In a previous study we reported that clonally expanded T cell receptor beta-chain rearrangements characterized the T cell receptor usage in skin lesions of psoriasis vulgaris and indicated antigen-specific T cell selection. To assess the relevance of clonal T cell expansion for disease progression, we now determined if select clonal T cell receptor rearrangements persisted over time and were present in nonlesional skin. Sequential biopsies were taken from psoriatic skin lesions of two patients. V-D-J junctional regions of T cell receptor beta-chain variable region gene families 2, 3, 6, 13S1, and BV17 were cloned and sequenced, as these particular BV gene families are preferentially selected in psoriatic skin lesions. The lesional T cell receptor rearrangements were compared with the T cell receptor usage in nonlesional skin and in blood. Several T cell receptor beta-chain rearrangements with high transcript frequency in the first lesional biopsy were again found in sequential lesional biopsies taken as much as 3 y later from psoriasis relapses.
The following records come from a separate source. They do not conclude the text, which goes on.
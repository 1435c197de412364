use tokio::sync::Notify;

/// Zero-payload, level-triggered notification towards the BGP control plane.
pub trait BgpSignaler: Send + Sync {
    fn event(&self);
}

/// Coalescing signaler: any number of kicks between two `changed` calls
/// collapse into one wakeup.
#[derive(Default)]
pub struct Signaler {
    notify: Notify,
}

impl Signaler {
    pub fn new() -> Self {
        Self::default()
    }

    /// Wait until at least one event was emitted since the last call.
    pub async fn changed(&self) {
        self.notify.notified().await
    }
}

impl BgpSignaler for Signaler {
    fn event(&self) {
        self.notify.notify_one();
    }
}
use std::net::Ipv6Addr;
use std::sync::Mutex;

use ipnet::Ipv6Net;
use tracing::debug;

use crate::manager::allocator::IpamAllocator;
use crate::{Error, Result};

/// Default SID allocator: hands out addresses from a configured prefix,
/// sequentially, reusing released addresses first.
pub struct PrefixAllocator {
    prefix: Ipv6Net,
    inner: Mutex<PrefixAllocatorInner>,
}

struct PrefixAllocatorInner {
    next: u128,
    free: Vec<Ipv6Addr>,
    allocated: ahash::HashMap<Ipv6Addr, String>,
}

impl PrefixAllocator {
    pub fn new(prefix: Ipv6Net) -> Self {
        Self {
            prefix: prefix.trunc(),
            inner: Mutex::new(PrefixAllocatorInner {
                // skip the network address itself
                next: 1,
                free: Vec::new(),
                allocated: ahash::HashMap::default(),
            }),
        }
    }

    fn capacity(&self) -> u128 {
        let host_bits = 128 - self.prefix.prefix_len();
        if host_bits >= 128 {
            u128::MAX
        } else {
            (1u128 << host_bits) - 1
        }
    }
}

impl IpamAllocator for PrefixAllocator {
    fn allocate_next(&self, owner: &str) -> Result<Ipv6Addr> {
        let mut inner = self.inner.lock().unwrap();
        if let Some(addr) = inner.free.pop() {
            inner.allocated.insert(addr, owner.to_string());
            return Ok(addr);
        }
        if inner.next > self.capacity() {
            return Err(Error::AllocationFailed(format!(
                "prefix {} exhausted",
                self.prefix
            )));
        }
        let base = u128::from(self.prefix.network());
        let addr = Ipv6Addr::from(base | inner.next);
        inner.next += 1;
        inner.allocated.insert(addr, owner.to_string());
        Ok(addr)
    }

    fn release(&self, addr: Ipv6Addr) -> Result<()> {
        let mut inner = self.inner.lock().unwrap();
        if inner.allocated.remove(&addr).is_some() {
            inner.free.push(addr);
        } else {
            debug!(%addr, "release of unallocated address ignored");
        }
        Ok(())
    }
}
Only T cell receptor beta-chain rearrangements with low transcript abundance showed variability in that several clones appeared for the first time or disappeared. Although nonlesional skin also exhibited a restricted T cell receptor usage with clonal T cell receptor rearrangements, the T cell receptor usage in lesional and nonlesional skin differed nearly completely. The select lesional recurrence of identical T cell receptor rearrangements reveals that inflammation in psoriasis involves the same clonally expanded T cell populations and the same antigens over prolonged periods of time. It hereby suggests that specifically recruited and locally expanded T cell clones are permanently involved in psoriatic inflammation and may play a crucial part in disease perpetuation.